By purchasing eligible products with your pre-tax dollars, you can save approximately 20 to 40 percent on out-of-pocket health expenses. However, the “use it or lose it” principle applies to these savings plans. For most, FSA-qualified purchases and expenses must take place before the end of the year, but patients are given a grace period—until March 15 of the following year—during which they can submit their request for reimbursements. (Note: Some providers now offer 15-month FSA cycles; check with your provider to see if you may be able to continue using your funds past the end of of the year.)

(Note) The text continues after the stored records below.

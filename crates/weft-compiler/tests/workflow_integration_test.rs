// Copyright (C) 2025 SyncMyOrders Sp. z o.o.
// SPDX-License-Identifier: AGPL-3.0-or-later
//! Integration tests for the state machine backend.

mod common;

use common::*;
use serde_json::json;
use weft_compiler::CompileError;
use weft_compiler::workflow::{State, Transition};

fn boolean(value: bool) -> serde_json::Value {
    json!({ "kind": "BooleanLiteral", "value": value })
}

// ============================================================================
// Control Flow
// ============================================================================

#[test]
fn test_if_else_choice_defaults_to_else_branch() {
    let workflow = compile_workflow_tree(function(
        "input",
        vec![json!({
            "kind": "IfStmt",
            "condition": binary(prop(ident("input"), "ok"), "===", boolean(true)),
            "thenStmt": block(vec![ret(string("yes"))]),
            "elseStmt": block(vec![ret(string("no"))])
        })],
    ))
    .unwrap();

    let initialize = workflow.definition.start().unwrap();
    assert_eq!(initialize.next(), Some("if(input.ok === true)"));
    assert_eq!(
        state_json(&workflow, "if(input.ok === true)"),
        json!({
            "Type": "Choice",
            "Choices": [{ "Variable": "$.input.ok", "BooleanEquals": true, "Next": "return 'yes'" }],
            "Default": "return 'no'"
        })
    );
    assert_eq!(
        state_json(&workflow, "return 'no'"),
        json!({ "Type": "Pass", "Result": "no", "End": true })
    );
}

#[test]
fn test_constant_condition_skips_the_choice() {
    let workflow = compile_workflow_tree(function(
        "input",
        vec![
            json!({
                "kind": "IfStmt",
                "condition": boolean(false),
                "thenStmt": block(vec![ret(string("never"))])
            }),
            ret(string("always")),
        ],
    ))
    .unwrap();

    assert_eq!(
        state_json(&workflow, "if(false)"),
        json!({ "Type": "Pass", "Next": "return 'always'" })
    );
}

#[test]
fn test_while_body_loops_back_to_the_check() {
    let workflow = compile_workflow_tree(function(
        "input",
        vec![
            var("attempts", num(0.0)),
            json!({
                "kind": "WhileStmt",
                "condition": binary(ident("attempts"), "<", num(3.0)),
                "body": block(vec![expr(service("notify", None, vec![ident("input")]))])
            }),
            ret(ident("attempts")),
        ],
    ))
    .unwrap();

    assert_eq!(
        state_json(&workflow, "attempts = 0"),
        json!({ "Type": "Pass", "Result": 0, "ResultPath": "$.attempts", "Next": "while (attempts < 3)" })
    );
    assert_eq!(
        state_json(&workflow, "while (attempts < 3)"),
        json!({
            "Type": "Choice",
            "Choices": [{ "Variable": "$.attempts", "NumericLessThan": 3, "Next": "notify(...)" }],
            "Default": "return attempts"
        })
    );
    let Some(State::Task(task)) = workflow.definition.state("notify(...)") else {
        panic!("expected a task state");
    };
    assert_eq!(task.transition, Transition::next("while (attempts < 3)"));
    assert_eq!(task.input_path.as_deref(), Some("$.input"));
}

#[test]
fn test_for_of_walks_the_items() {
    let workflow = compile_workflow_tree(function(
        "input",
        vec![
            json!({
                "kind": "ForOfStmt",
                "variable": declare("order"),
                "expression": prop(ident("input"), "orders"),
                "body": block(vec![expr(service("notify", None, vec![ident("order")]))])
            }),
            ret(string("done")),
        ],
    ))
    .unwrap();

    let entry = "for (order of input.orders)";
    assert_eq!(
        state_json(&workflow, entry),
        json!({
            "Type": "Pass",
            "InputPath": "$.input.orders",
            "ResultPath": "$.__iter0",
            "Next": format!("{entry} check")
        })
    );
    assert_eq!(
        state_json(&workflow, &format!("{entry} check")),
        json!({
            "Type": "Choice",
            "Choices": [{ "Variable": "$.__iter0[0]", "IsPresent": true, "Next": format!("{entry} item") }],
            "Default": "return 'done'"
        })
    );
    assert_eq!(
        state_json(&workflow, &format!("{entry} item")),
        json!({ "Type": "Pass", "InputPath": "$.__iter0[0]", "ResultPath": "$.order", "Next": "notify(...)" })
    );
    assert_eq!(workflow.definition.state("notify(...)").unwrap().next(), Some(format!("{entry} rest").as_str()));
    assert_eq!(
        state_json(&workflow, &format!("{entry} rest")),
        json!({
            "Type": "Pass",
            "InputPath": "$.__iter0[1:]",
            "ResultPath": "$.__iter0",
            "Next": format!("{entry} check")
        })
    );
}

// ============================================================================
// Errors
// ============================================================================

#[test]
fn test_throw_routes_to_catch_variable() {
    let workflow = compile_workflow_tree(function(
        "input",
        vec![json!({
            "kind": "TryStmt",
            "tryBlock": block(vec![throw_error("boom")]),
            "catchClause": {
                "kind": "CatchClause",
                "variable": declare("err"),
                "block": block(vec![ret(ident("err"))])
            }
        })],
    ))
    .unwrap();

    assert_eq!(
        state_json(&workflow, "throw new Error('boom')"),
        json!({
            "Type": "Pass",
            "Parameters": { "Error": "Error", "Cause": "boom" },
            "ResultPath": "$.err",
            "Next": "return err"
        })
    );
}

#[test]
fn test_throw_through_finally_is_rethrown() {
    let workflow = compile_workflow_tree(function(
        "input",
        vec![
            json!({
                "kind": "TryStmt",
                "tryBlock": block(vec![throw_error("boom")]),
                "finallyBlock": { "kind": "Block", "isFinally": true, "statements": [var("cleaned", boolean(true))] }
            }),
            ret(string("ok")),
        ],
    ))
    .unwrap();

    assert_eq!(workflow.definition.state("Initialize").unwrap().next(), Some("try"));
    assert_eq!(
        state_json(&workflow, "try"),
        json!({ "Type": "Pass", "Result": null, "ResultPath": "$.__fnl0", "Next": "throw new Error('boom')" })
    );
    assert_eq!(
        state_json(&workflow, "throw new Error('boom')"),
        json!({
            "Type": "Pass",
            "Parameters": { "Error": "Error", "Cause": "boom" },
            "ResultPath": "$.__fnl0",
            "Next": "cleaned = true"
        })
    );
    assert_eq!(workflow.definition.state("cleaned = true").unwrap().next(), Some("finally"));
    assert_eq!(
        state_json(&workflow, "finally"),
        json!({
            "Type": "Choice",
            "Choices": [{
                "And": [
                    { "Variable": "$.__fnl0", "IsPresent": true },
                    { "Variable": "$.__fnl0", "IsNull": false }
                ],
                "Next": "finally raise"
            }],
            "Default": "return 'ok'"
        })
    );
    assert_eq!(
        state_json(&workflow, "finally raise"),
        json!({ "Type": "Fail", "ErrorPath": "$.__fnl0.Error", "CausePath": "$.__fnl0.Cause" })
    );
}
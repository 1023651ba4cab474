// Copyright (C) 2025 SyncMyOrders Sp. z o.o.
// SPDX-License-Identifier: AGPL-3.0-or-later
//! Weft compiler CLI
//!
//! Compiles a document of resolver and workflow syntax trees to JSON artifacts.
//!
//! Usage:
//!
//! ```text
//! weft-compile --input <path> [--output <path>] [--pretty]
//! ```
//!
//! Example:
//!
//! ```text
//! weft-compile --input api.json --output artifacts.json --pretty
//! ```

use std::fs;
use std::io;
use std::path::PathBuf;
use std::process::ExitCode;

use weft_compiler::{CompilationDocument, CompilerConfig, compile_document};

fn print_usage() {
    eprintln!(
        r#"Usage: weft-compile [OPTIONS]

Compile resolver and workflow syntax trees to pipelines and state machines.

OPTIONS:
    --input <path>       Path to the compilation document (required)
    --output <path>      Output file (default: stdout)
    --pretty             Pretty-print the artifacts
    --help               Show this help message

ENVIRONMENT:
    WEFT_TEMPLATE_VERSION       Mapping template version (default: 2018-05-29)
    WEFT_MAX_LOOP_ITERATIONS    Bound for while loops in templates (default: 1000)
    WEFT_STATE_NAME_MAX_LEN     Longest state name (default: 75)
    WEFT_PRETTY_OUTPUT          Pretty-print artifacts (default: false)
    RUST_LOG                    Log filter (default: warn)
"#
    );
}

struct Args {
    input_path: PathBuf,
    output_path: Option<PathBuf>,
    pretty: bool,
}

fn parse_args() -> Result<Args, String> {
    let args: Vec<String> = std::env::args().collect();

    let mut input_path: Option<PathBuf> = None;
    let mut output_path: Option<PathBuf> = None;
    let mut pretty = false;

    let mut i = 1;
    while i < args.len() {
        match args[i].as_str() {
            "--help" | "-h" => {
                print_usage();
                std::process::exit(0);
            }
            "--input" => {
                i += 1;
                if i >= args.len() {
                    return Err("--input requires a path".to_string());
                }
                input_path = Some(PathBuf::from(&args[i]));
            }
            "--output" => {
                i += 1;
                if i >= args.len() {
                    return Err("--output requires a path".to_string());
                }
                output_path = Some(PathBuf::from(&args[i]));
            }
            "--pretty" => {
                pretty = true;
            }
            arg => {
                return Err(format!("Unknown argument: {}", arg));
            }
        }
        i += 1;
    }

    let input_path = input_path.ok_or("--input is required")?;

    Ok(Args {
        input_path,
        output_path,
        pretty,
    })
}

fn main() -> ExitCode {
    // Initialize minimal logging (default to warn if RUST_LOG not set)
    tracing_subscriber::fmt()
        .with_env_filter(
            tracing_subscriber::EnvFilter::try_from_default_env().unwrap_or_else(|_| "warn".into()),
        )
        .with_writer(io::stderr)
        .init();

    let args = match parse_args() {
        Ok(args) => args,
        Err(e) => {
            eprintln!("Error: {}", e);
            eprintln!();
            print_usage();
            return ExitCode::FAILURE;
        }
    };

    let config = match CompilerConfig::from_env() {
        Ok(config) => config,
        Err(e) => {
            eprintln!("Error: {}", e);
            return ExitCode::FAILURE;
        }
    };

    let document_json = match fs::read_to_string(&args.input_path) {
        Ok(json) => json,
        Err(e) => {
            eprintln!("Error reading input file {:?}: {}", args.input_path, e);
            return ExitCode::FAILURE;
        }
    };

    let document: CompilationDocument = match serde_json::from_str(&document_json) {
        Ok(document) => document,
        Err(e) => {
            eprintln!("Error parsing compilation document: {}", e);
            return ExitCode::FAILURE;
        }
    };

    let bundle = match compile_document(&document, &config) {
        Ok(bundle) => bundle,
        Err(e) => {
            eprintln!("Compilation failed: {}", e);
            return ExitCode::FAILURE;
        }
    };

    let rendered = if args.pretty || config.pretty_output {
        serde_json::to_string_pretty(&bundle)
    } else {
        serde_json::to_string(&bundle)
    };
    let rendered = match rendered {
        Ok(rendered) => rendered,
        Err(e) => {
            eprintln!("Error serializing artifacts: {}", e);
            return ExitCode::FAILURE;
        }
    };

    match args.output_path {
        Some(output_path) => {
            if let Err(e) = fs::write(&output_path, rendered) {
                eprintln!("Error writing artifacts to {:?}: {}", output_path, e);
                return ExitCode::FAILURE;
            }
            println!("{}", output_path.display());
        }
        None => println!("{}", rendered),
    }

    ExitCode::SUCCESS
}
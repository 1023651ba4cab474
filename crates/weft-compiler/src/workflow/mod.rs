// Copyright (C) 2025 SyncMyOrders Sp. z o.o.
// SPDX-License-Identifier: AGPL-3.0-or-later
//! State machine backend.
//!
//! A workflow function compiles to one state machine. Variables live in the
//! state document at `$.<name>`; the first parameter receives the execution
//! input.
//!
//! - `states`: the serialized state machine model
//! - `compiler`: statements to states, wired through control flow
//! - `expressions`: paths, payload templates and choice conditions
//! - `intrinsics`: `$SFN.waitFor`, `waitUntil`, `map`, `forEach`, `parallel`

mod compiler;
mod expressions;
mod intrinsics;
mod naming;
pub mod states;

use serde::Serialize;
use tracing::info;

pub use states::{
    Catcher, ChoiceRule, ChoiceState, Condition, FailState, MapState, ParallelState, PassState,
    ResultPath, State, StateMachine, TaskState, Test, Transition, WaitState,
};

use crate::compile::CompilationInput;
use crate::error::Result;
use crate::namespace::Namespace;
use compiler::WorkflowCompiler;

/// A compiled workflow, named uniquely within its namespace.
#[derive(Debug, Clone, PartialEq, Serialize)]
#[serde(rename_all = "camelCase")]
pub struct CompiledWorkflow {
    pub name: String,
    pub definition: StateMachine,
}

/// Compile a workflow function to a state machine.
pub fn compile_workflow(
    input: &CompilationInput<'_>,
    namespace: &mut Namespace,
) -> Result<CompiledWorkflow> {
    let definition = WorkflowCompiler::new(input).compile()?;
    let name = namespace.unique_name(input.name);
    info!(
        workflow = %name,
        states = definition.states.len(),
        "Compiled workflow"
    );
    Ok(CompiledWorkflow { name, definition })
}
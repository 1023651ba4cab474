// Copyright (C) 2025 SyncMyOrders Sp. z o.o.
// SPDX-License-Identifier: AGPL-3.0-or-later
//! Weft Compiler - Functions to Resolver Pipelines and State Machines
//!
//! This crate compiles the syntax tree of a function into one of two targets:
//!
//! - A **resolver pipeline**: ordered request/response mapping templates, one
//!   stage per service call, bound to data sources
//! - A **workflow**: a state machine definition whose states mirror the
//!   function's statements
//!
//! # Compilation Pipeline
//!
//! ```text
//!     ┌─────────────┐      ┌─────────────┐      ┌──────────────────┐
//!     │ Syntax tree │      │  Arena AST  │      │ Pipeline stages  │
//!     │   (JSON)    │─────▶│ + control   │─────▶│        or        │
//!     │             │      │   flow      │      │  State machine   │
//!     └─────────────┘      └─────────────┘      └──────────────────┘
//! ```
//!
//! # Usage
//!
//! ```ignore
//! use weft_compiler::{CompilationDocument, CompilerConfig, compile_document};
//!
//! let document: CompilationDocument = serde_json::from_str(&json)?;
//! let bundle = compile_document(&document, &CompilerConfig::from_env()?)?;
//! println!("{}", serde_json::to_string_pretty(&bundle)?);
//! ```
//!
//! # Modules
//!
//! - [`calls`]: Recognition of service calls and `$SFN` intrinsics
//! - [`compile`]: Compilation inputs and whole-document orchestration
//! - [`config`]: Compiler settings
//! - [`namespace`]: Unique names and data sources shared across one API
//! - [`resolver`]: Mapping template pipelines
//! - [`resources`]: Backends that references resolve to
//! - [`workflow`]: State machine definitions

pub mod calls;
pub mod compile;
pub mod config;
pub mod error;
pub mod namespace;
pub mod resolver;
pub mod resources;
pub mod workflow;

pub use compile::{ArtifactBundle, CompilationDocument, CompilationInput, compile_document};
pub use config::CompilerConfig;
pub use error::{CompileError, Result};
pub use namespace::{DataSource, Namespace};
pub use resolver::{PipelineStage, ResolverPipeline, compile_resolver};
pub use resources::{BackendKind, Resource, ResourceResolver, ResourceTable};
pub use workflow::{CompiledWorkflow, StateMachine, compile_workflow};
// Copyright (C) 2025 SyncMyOrders Sp. z o.o.
// SPDX-License-Identifier: AGPL-3.0-or-later
//! State names derived from the statements they were compiled from.

use std::collections::HashSet;

use weft_ast::fold::format_number;
use weft_ast::{Ast, NodeId, Syntax};

/// Nesting depth after which sub-expressions are elided.
const MAX_DEPTH: usize = 3;

/// Allocator of state names, unique across one state machine.
#[derive(Debug)]
pub(crate) struct StateNames {
    taken: HashSet<String>,
    max_len: usize,
}

impl StateNames {
    pub(crate) fn new(max_len: usize) -> Self {
        Self {
            taken: HashSet::new(),
            max_len: max_len.max(8),
        }
    }

    /// Reserve a name based on `base`, truncating and numbering as needed.
    pub(crate) fn allocate(&mut self, base: &str) -> String {
        let base = sanitize(base);
        let base = if base.is_empty() { "State".to_string() } else { base };
        let candidate = truncate(&base, self.max_len);
        if self.taken.insert(candidate.clone()) {
            return candidate;
        }
        let mut n = 1usize;
        loop {
            let suffix = format!(" ({n})");
            let budget = self.max_len.saturating_sub(suffix.chars().count());
            let candidate = format!("{}{suffix}", truncate(&base, budget));
            if self.taken.insert(candidate.clone()) {
                return candidate;
            }
            n += 1;
        }
    }
}

fn truncate(text: &str, max_len: usize) -> String {
    text.chars().take(max_len).collect::<String>().trim_end().to_string()
}

/// Drop characters that are not allowed in state names.
fn sanitize(text: &str) -> String {
    let mut out = String::with_capacity(text.len());
    for c in text.chars() {
        match c {
            '$' | '{' | '}' | '\\' | '`' => {}
            '[' => out.push('('),
            ']' => out.push(')'),
            '"' => out.push('\''),
            c if c.is_control() => out.push(' '),
            c => out.push(c),
        }
    }
    out.split_whitespace().collect::<Vec<_>>().join(" ")
}

/// Source-like summary of a statement.
pub(crate) fn describe(ast: &Ast, stmt: NodeId) -> String {
    match ast.syntax(stmt) {
        Syntax::VariableStmt(var) => match var.initializer {
            Some(init) => format!("{} = {}", var.name, render(ast, init, 0)),
            None => var.name.clone(),
        },
        Syntax::ExprStmt(expr) => render(ast, expr.expression, 0),
        Syntax::ReturnStmt(ret) => match ret.expression {
            Some(expr) => format!("return {}", render(ast, expr, 0)),
            None => "return".to_string(),
        },
        Syntax::ThrowStmt(throw) => format!("throw {}", render(ast, throw.expression, 0)),
        Syntax::IfStmt(stmt) => format!("if({})", render(ast, stmt.condition, 0)),
        Syntax::WhileStmt(stmt) => format!("while ({})", render(ast, stmt.condition, 0)),
        Syntax::DoStmt(stmt) => format!("do while ({})", render(ast, stmt.condition, 0)),
        Syntax::ForOfStmt(stmt) => format!(
            "for ({} of {})",
            variable_name(ast, stmt.variable),
            render(ast, stmt.expression, 0)
        ),
        Syntax::ForInStmt(stmt) => format!(
            "for ({} in {})",
            variable_name(ast, stmt.variable),
            render(ast, stmt.expression, 0)
        ),
        Syntax::BreakStmt => "break".to_string(),
        Syntax::ContinueStmt => "continue".to_string(),
        Syntax::EmptyStmt => "empty".to_string(),
        Syntax::TryStmt(_) => "try".to_string(),
        other => other.kind().to_string(),
    }
}

fn variable_name(ast: &Ast, variable: NodeId) -> String {
    match ast.syntax(variable) {
        Syntax::VariableStmt(var) => var.name.clone(),
        Syntax::Identifier(ident) => ident.name.clone(),
        other => other.kind().to_string(),
    }
}

fn render(ast: &Ast, expr: NodeId, depth: usize) -> String {
    if depth > MAX_DEPTH {
        return "...".to_string();
    }
    let inner = |id: NodeId| render(ast, id, depth + 1);
    match ast.syntax(expr) {
        Syntax::Identifier(ident) => ident.name.clone(),
        Syntax::ReferenceExpr(reference) => reference.name.clone(),
        Syntax::StringLiteral(lit) => format!("'{}'", lit.value),
        Syntax::NumberLiteral(lit) => format_number(lit.value),
        Syntax::BooleanLiteral(lit) => lit.value.to_string(),
        Syntax::NullLiteral => "null".to_string(),
        Syntax::UndefinedLiteral => "undefined".to_string(),
        Syntax::AwaitExpr(wait) => render(ast, wait.expression, depth),
        Syntax::PropertyAccess(access) => format!("{}.{}", inner(access.expression), access.name),
        Syntax::ElementAccess(access) => {
            format!("{}[{}]", inner(access.expression), inner(access.element))
        }
        Syntax::CallExpr(call) => {
            let args = if call.arguments.is_empty() { "" } else { "..." };
            format!("{}({args})", inner(call.callee))
        }
        Syntax::NewExpr(call) => {
            let args = match call.arguments.as_slice() {
                [] => String::new(),
                [only] => inner(*only),
                _ => "...".to_string(),
            };
            format!("new {}({args})", inner(call.callee))
        }
        Syntax::UnaryExpr(unary) => format!("{}{}", unary.operator, inner(unary.operand)),
        Syntax::BinaryExpr(binary) => format!(
            "{} {} {}",
            inner(binary.left),
            binary.operator,
            inner(binary.right)
        ),
        Syntax::ConditionalExpr(cond) => format!(
            "{} ? {} : {}",
            inner(cond.condition),
            inner(cond.when_true),
            inner(cond.when_false)
        ),
        Syntax::TemplateExpr(_) => "template".to_string(),
        Syntax::ArrayLiteral(_) => "(...)".to_string(),
        Syntax::ObjectLiteral(_) => "object".to_string(),
        Syntax::ArrowFunction(_) => "() => ...".to_string(),
        other => other.kind().to_string(),
    }
}
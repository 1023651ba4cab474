// Copyright (C) 2025 SyncMyOrders Sp. z o.o.
// SPDX-License-Identifier: AGPL-3.0-or-later
//! Lowering of a function body to a graph of states.
//!
//! Every statement that does work gets a state named after it before any
//! state is emitted, so transitions can point forward and backward freely.
//! Successors come from [`ControlFlow`]:
//!
//! - `exit` of a statement is its `Next`; `None` ends the graph
//! - `throw` of a statement decides its `Catch` (or where a `throw` goes)
//! - a loop body falls back into the loop's re-entry state
//!
//! A finally block that intercepts errors stores the error in a slot and ends
//! in a choice that rethrows it once the block is done. Entering the try
//! statement clears the slot, as does handing the error on.

use std::collections::HashMap;

use indexmap::IndexMap;
use serde_json::{Map, Value, json};
use tracing::debug;
use weft_ast::fold::PathSegment;
use weft_ast::syntax::{ForOfStmt, IfStmt, NewExpr, ObjectLiteral, VariableStmt};
use weft_ast::{Ast, Constant, ControlFlow, NodeId, Syntax, Traversal, eval_to_constant};

use super::expressions::{Cond, Data, join_path, variable_path};
use super::naming::{StateNames, describe};
use super::states::{
    Catcher, ChoiceRule, ChoiceState, Condition, FailState, PassState, ResultPath, State,
    StateMachine, TaskState, Test, Transition,
};
use crate::calls::{CallSite, ServiceCall, ServiceOp, call_site, find_service_call, intrinsic, strip_await};
use crate::compile::{CompilationInput, parameter_name};
use crate::error::{CompileError, Result};

const SYNC_EXECUTION: &str = "arn:aws:states:::states:startExecution.sync:2";
const ASYNC_EXECUTION: &str = "arn:aws:states:::states:startExecution";

/// Where the value of a statement goes.
#[derive(Debug, Clone, PartialEq, Eq)]
pub(crate) enum Placement {
    Discard,
    Variable(String),
    Return,
}

/// The states a `for-of` loop expands to, besides its entry.
#[derive(Debug, Clone)]
struct LoopStates {
    check: String,
    assign: String,
    tail: String,
    /// Remaining items.
    slot: String,
}

/// Rethrow choice of a finally block and the slot holding the pending error.
#[derive(Debug, Clone)]
struct FinallyStates {
    rethrow: String,
    slot: String,
}

/// States of one graph under construction.
#[derive(Debug, Default)]
pub(crate) struct Graph {
    states: IndexMap<String, State>,
    done: Option<String>,
}

impl Graph {
    pub(crate) fn insert(&mut self, name: String, state: State) {
        self.states.insert(name, state);
    }
}

/// Thrown value, as separate parts or as an `{Error, Cause}` document.
#[derive(Debug, Clone)]
enum ErrorValue {
    Parts { error: Data, cause: Data },
    Path(String),
}

pub(crate) struct WorkflowCompiler<'a> {
    pub(crate) input: CompilationInput<'a>,
    pub(crate) ast: &'a Ast,
    pub(crate) cf: ControlFlow<'a>,
    pub(crate) names: StateNames,
    entries: HashMap<NodeId, String>,
    loops: HashMap<NodeId, LoopStates>,
    finallies: HashMap<NodeId, FinallyStates>,
    /// Slot-clearing entry state of each try statement with a finally block.
    resets: HashMap<NodeId, String>,
    slots: usize,
}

Here are a few common ways to spend FSA dollars:
- Co-pays for doctor’s visits
- X-rays and lab tests
- Dental and orthodontic work
- Contact lenses and reading glasses
- Physical therapy, acupuncture and psychologist fees
By now you probably know that many over-the-counter drugs require a prescription to be eligible for FSA reimbursement. That means if you’re used to using your FSA to purchase common allergy meds such as Claritin, acid controllers like Pepcid AC or even common cold and flu remedies like Robitussin, you’ll need a prescription.
That also means that FSA debit cards will not work at the register for purchases of prescription-required items (even if you have a prescription). Just talk to your doctor ahead of time, pay for these items out of pocket and submit a reimbursement claim.
Read more about eligible expenses, or contact your benefits administrator to learn more about the FSA specifications under your insurance plans. And as always, feel free to ask a Pharmaca practitioner for health advice or product recommendations.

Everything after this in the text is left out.